§ **Extracted records**

_ _ _

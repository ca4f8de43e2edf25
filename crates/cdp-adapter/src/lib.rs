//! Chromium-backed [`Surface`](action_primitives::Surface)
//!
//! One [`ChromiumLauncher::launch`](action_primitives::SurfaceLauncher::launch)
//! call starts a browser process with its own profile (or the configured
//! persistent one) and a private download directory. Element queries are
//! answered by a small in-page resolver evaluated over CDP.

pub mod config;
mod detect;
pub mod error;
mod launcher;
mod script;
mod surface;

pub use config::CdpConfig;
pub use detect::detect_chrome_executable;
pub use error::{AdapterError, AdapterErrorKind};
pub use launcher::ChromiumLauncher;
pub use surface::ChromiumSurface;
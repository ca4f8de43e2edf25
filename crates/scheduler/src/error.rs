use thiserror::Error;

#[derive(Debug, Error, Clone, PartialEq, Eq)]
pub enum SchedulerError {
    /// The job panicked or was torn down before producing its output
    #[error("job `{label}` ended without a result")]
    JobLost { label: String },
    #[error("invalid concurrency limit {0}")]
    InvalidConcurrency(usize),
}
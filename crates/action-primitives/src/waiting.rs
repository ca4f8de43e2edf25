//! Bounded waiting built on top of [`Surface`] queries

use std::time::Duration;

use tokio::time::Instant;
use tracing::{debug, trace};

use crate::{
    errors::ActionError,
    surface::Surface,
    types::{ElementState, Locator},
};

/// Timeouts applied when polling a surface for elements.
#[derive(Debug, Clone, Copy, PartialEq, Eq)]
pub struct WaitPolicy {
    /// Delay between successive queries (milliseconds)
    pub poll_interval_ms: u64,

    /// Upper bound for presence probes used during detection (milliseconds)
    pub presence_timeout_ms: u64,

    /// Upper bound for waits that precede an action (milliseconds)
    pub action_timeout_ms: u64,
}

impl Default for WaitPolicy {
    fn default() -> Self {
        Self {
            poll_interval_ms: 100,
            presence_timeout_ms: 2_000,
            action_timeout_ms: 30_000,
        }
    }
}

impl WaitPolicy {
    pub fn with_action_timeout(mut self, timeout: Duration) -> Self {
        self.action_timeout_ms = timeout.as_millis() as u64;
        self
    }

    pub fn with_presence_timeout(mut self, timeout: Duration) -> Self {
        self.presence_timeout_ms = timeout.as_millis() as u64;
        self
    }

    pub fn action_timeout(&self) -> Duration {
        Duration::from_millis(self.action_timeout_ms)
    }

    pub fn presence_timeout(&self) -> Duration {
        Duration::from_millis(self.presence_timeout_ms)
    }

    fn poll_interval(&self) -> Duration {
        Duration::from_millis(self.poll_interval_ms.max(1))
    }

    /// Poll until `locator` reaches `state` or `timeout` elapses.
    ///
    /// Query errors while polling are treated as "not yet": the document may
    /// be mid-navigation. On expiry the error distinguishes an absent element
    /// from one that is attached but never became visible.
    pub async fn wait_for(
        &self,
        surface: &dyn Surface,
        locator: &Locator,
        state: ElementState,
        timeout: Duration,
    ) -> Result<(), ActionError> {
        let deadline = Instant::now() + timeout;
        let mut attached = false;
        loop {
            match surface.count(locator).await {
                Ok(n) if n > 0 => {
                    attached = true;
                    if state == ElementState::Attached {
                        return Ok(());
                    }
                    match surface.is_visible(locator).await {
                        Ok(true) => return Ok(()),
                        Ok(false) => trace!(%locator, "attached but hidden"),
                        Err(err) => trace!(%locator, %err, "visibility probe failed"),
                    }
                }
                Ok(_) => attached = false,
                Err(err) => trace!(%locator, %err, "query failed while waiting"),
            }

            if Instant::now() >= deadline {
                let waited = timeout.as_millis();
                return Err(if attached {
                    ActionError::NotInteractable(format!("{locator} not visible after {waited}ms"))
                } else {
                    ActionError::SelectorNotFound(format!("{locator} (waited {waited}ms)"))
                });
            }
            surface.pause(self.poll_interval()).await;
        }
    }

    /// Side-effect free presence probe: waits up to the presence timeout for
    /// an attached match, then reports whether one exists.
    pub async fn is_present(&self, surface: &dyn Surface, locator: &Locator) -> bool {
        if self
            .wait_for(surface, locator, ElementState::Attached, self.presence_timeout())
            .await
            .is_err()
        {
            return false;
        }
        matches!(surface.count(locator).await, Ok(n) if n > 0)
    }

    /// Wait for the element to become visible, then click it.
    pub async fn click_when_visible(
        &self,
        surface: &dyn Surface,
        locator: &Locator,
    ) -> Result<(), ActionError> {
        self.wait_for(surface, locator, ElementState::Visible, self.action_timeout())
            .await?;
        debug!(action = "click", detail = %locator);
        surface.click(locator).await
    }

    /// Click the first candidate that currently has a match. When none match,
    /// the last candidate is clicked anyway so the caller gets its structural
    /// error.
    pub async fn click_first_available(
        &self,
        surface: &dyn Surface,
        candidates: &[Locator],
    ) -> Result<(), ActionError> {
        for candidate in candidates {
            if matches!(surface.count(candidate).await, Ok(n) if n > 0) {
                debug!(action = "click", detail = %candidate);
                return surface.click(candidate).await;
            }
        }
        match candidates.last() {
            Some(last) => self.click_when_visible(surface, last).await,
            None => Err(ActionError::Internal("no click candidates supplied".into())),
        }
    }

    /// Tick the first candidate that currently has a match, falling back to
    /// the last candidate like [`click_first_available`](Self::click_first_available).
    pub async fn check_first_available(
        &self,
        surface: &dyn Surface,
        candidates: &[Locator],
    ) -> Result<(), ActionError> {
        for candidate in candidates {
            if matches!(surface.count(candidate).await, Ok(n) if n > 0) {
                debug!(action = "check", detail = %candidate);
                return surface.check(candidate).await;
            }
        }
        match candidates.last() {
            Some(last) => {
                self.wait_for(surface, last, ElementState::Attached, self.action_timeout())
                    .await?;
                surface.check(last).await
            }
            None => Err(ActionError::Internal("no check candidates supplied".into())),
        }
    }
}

_ _ _

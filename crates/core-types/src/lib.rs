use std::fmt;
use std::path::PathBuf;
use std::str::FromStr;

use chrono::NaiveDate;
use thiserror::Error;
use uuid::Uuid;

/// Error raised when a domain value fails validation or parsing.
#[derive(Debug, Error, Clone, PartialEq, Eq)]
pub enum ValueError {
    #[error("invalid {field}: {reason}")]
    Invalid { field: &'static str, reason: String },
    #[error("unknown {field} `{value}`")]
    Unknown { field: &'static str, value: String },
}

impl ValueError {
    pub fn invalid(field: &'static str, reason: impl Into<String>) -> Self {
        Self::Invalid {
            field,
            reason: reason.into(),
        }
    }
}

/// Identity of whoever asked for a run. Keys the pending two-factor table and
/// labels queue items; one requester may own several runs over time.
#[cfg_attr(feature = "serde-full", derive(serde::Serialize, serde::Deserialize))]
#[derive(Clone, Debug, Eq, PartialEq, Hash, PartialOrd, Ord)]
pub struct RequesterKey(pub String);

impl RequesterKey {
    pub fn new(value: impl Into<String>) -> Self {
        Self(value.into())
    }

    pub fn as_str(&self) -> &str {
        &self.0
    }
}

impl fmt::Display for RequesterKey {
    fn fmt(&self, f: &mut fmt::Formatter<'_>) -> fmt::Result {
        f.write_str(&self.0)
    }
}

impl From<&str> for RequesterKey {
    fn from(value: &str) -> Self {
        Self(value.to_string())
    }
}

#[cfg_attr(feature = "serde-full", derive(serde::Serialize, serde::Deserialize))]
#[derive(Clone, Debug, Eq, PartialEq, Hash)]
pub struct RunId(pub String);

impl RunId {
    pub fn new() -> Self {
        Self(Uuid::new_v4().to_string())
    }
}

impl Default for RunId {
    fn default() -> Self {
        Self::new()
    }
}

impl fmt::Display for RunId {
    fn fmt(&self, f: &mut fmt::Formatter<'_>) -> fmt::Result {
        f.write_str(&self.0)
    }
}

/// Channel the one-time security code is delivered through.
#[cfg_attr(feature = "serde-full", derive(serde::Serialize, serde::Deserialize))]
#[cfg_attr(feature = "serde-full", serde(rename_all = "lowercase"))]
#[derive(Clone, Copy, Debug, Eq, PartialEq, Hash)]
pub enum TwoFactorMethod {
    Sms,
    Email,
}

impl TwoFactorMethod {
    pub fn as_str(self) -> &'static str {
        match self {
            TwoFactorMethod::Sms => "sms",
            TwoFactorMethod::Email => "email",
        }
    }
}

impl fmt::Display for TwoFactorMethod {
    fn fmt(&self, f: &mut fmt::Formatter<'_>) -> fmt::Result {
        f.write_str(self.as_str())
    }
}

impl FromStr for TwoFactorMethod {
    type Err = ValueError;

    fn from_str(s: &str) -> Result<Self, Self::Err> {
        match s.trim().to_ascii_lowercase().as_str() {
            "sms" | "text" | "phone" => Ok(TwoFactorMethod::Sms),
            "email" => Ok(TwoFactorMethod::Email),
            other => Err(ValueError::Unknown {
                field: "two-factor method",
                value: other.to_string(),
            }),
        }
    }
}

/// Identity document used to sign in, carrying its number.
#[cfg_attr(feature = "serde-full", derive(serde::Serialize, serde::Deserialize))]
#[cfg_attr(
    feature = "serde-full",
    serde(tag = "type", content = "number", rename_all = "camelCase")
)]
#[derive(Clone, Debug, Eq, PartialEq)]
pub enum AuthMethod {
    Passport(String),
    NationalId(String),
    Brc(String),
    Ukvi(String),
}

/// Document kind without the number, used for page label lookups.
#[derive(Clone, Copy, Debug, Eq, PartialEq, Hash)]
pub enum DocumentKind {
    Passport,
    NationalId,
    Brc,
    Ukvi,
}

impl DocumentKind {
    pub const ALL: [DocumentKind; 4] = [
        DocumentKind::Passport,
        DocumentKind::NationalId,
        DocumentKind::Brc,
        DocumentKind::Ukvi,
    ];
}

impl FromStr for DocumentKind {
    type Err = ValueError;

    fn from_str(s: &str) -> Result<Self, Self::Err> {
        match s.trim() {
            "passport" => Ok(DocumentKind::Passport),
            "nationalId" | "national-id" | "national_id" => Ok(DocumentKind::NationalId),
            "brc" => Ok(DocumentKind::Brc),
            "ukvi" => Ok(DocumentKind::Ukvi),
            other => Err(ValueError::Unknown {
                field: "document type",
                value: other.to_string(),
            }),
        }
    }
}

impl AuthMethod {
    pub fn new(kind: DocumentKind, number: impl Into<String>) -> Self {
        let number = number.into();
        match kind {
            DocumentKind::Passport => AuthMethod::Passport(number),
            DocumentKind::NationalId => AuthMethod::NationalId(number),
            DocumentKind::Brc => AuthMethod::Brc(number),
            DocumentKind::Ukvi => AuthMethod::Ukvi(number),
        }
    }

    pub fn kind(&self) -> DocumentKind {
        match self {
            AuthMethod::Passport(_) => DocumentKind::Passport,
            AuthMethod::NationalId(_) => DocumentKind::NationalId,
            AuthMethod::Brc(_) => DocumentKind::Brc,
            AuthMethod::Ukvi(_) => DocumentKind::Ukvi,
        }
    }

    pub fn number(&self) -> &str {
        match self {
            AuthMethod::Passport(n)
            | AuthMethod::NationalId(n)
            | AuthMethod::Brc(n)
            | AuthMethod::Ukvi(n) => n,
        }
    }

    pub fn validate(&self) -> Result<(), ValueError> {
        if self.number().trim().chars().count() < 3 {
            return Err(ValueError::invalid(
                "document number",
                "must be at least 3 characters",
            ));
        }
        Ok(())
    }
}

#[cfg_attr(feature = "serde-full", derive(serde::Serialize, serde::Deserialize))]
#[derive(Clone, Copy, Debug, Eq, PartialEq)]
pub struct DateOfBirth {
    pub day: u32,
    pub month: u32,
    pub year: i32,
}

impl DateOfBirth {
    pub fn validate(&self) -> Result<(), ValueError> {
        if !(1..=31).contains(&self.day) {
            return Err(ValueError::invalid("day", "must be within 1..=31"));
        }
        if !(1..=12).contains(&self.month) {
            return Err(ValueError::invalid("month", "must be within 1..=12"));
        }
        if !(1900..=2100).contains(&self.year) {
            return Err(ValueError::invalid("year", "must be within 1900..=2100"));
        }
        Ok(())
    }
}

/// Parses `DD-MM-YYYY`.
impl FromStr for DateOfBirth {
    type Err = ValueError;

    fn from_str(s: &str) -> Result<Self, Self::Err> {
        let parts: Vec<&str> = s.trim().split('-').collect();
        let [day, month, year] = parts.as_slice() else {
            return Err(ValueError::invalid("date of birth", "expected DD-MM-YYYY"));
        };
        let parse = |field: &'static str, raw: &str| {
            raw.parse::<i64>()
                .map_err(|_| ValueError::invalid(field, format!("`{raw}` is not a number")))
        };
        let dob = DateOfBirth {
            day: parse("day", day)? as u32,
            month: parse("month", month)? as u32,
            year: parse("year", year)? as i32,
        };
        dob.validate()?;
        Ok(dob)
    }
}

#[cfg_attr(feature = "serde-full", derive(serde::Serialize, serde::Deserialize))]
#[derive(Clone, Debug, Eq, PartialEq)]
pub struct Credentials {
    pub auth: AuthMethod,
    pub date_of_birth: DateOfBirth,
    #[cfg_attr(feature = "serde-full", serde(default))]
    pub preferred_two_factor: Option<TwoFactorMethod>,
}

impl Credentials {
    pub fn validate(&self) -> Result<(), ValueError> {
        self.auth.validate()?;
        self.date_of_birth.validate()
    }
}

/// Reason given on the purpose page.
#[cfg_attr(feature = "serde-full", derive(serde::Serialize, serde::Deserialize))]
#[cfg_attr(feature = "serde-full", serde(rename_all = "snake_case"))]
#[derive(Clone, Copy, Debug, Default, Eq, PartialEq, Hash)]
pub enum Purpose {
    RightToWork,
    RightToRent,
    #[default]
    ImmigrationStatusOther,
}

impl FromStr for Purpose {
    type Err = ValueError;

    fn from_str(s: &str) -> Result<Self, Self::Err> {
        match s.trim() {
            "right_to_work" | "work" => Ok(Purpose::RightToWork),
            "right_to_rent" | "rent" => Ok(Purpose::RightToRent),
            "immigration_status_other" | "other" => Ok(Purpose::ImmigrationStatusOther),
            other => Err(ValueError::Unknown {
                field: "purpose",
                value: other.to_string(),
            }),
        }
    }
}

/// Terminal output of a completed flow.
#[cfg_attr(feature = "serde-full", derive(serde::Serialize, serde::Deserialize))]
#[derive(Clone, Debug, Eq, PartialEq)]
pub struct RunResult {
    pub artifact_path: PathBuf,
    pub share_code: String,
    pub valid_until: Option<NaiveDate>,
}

_ _ _

§ **Goal of the exercise**
Look through the entries for lines containing the word "crates" and return each one.

§ **Written reply**
filename crates/cdp-adapter/src/lib.rs
filename crates/scheduler/src/error.rs
filename crates/action-primitives/src/waiting.rs
filename crates/core-types/src/lib.rs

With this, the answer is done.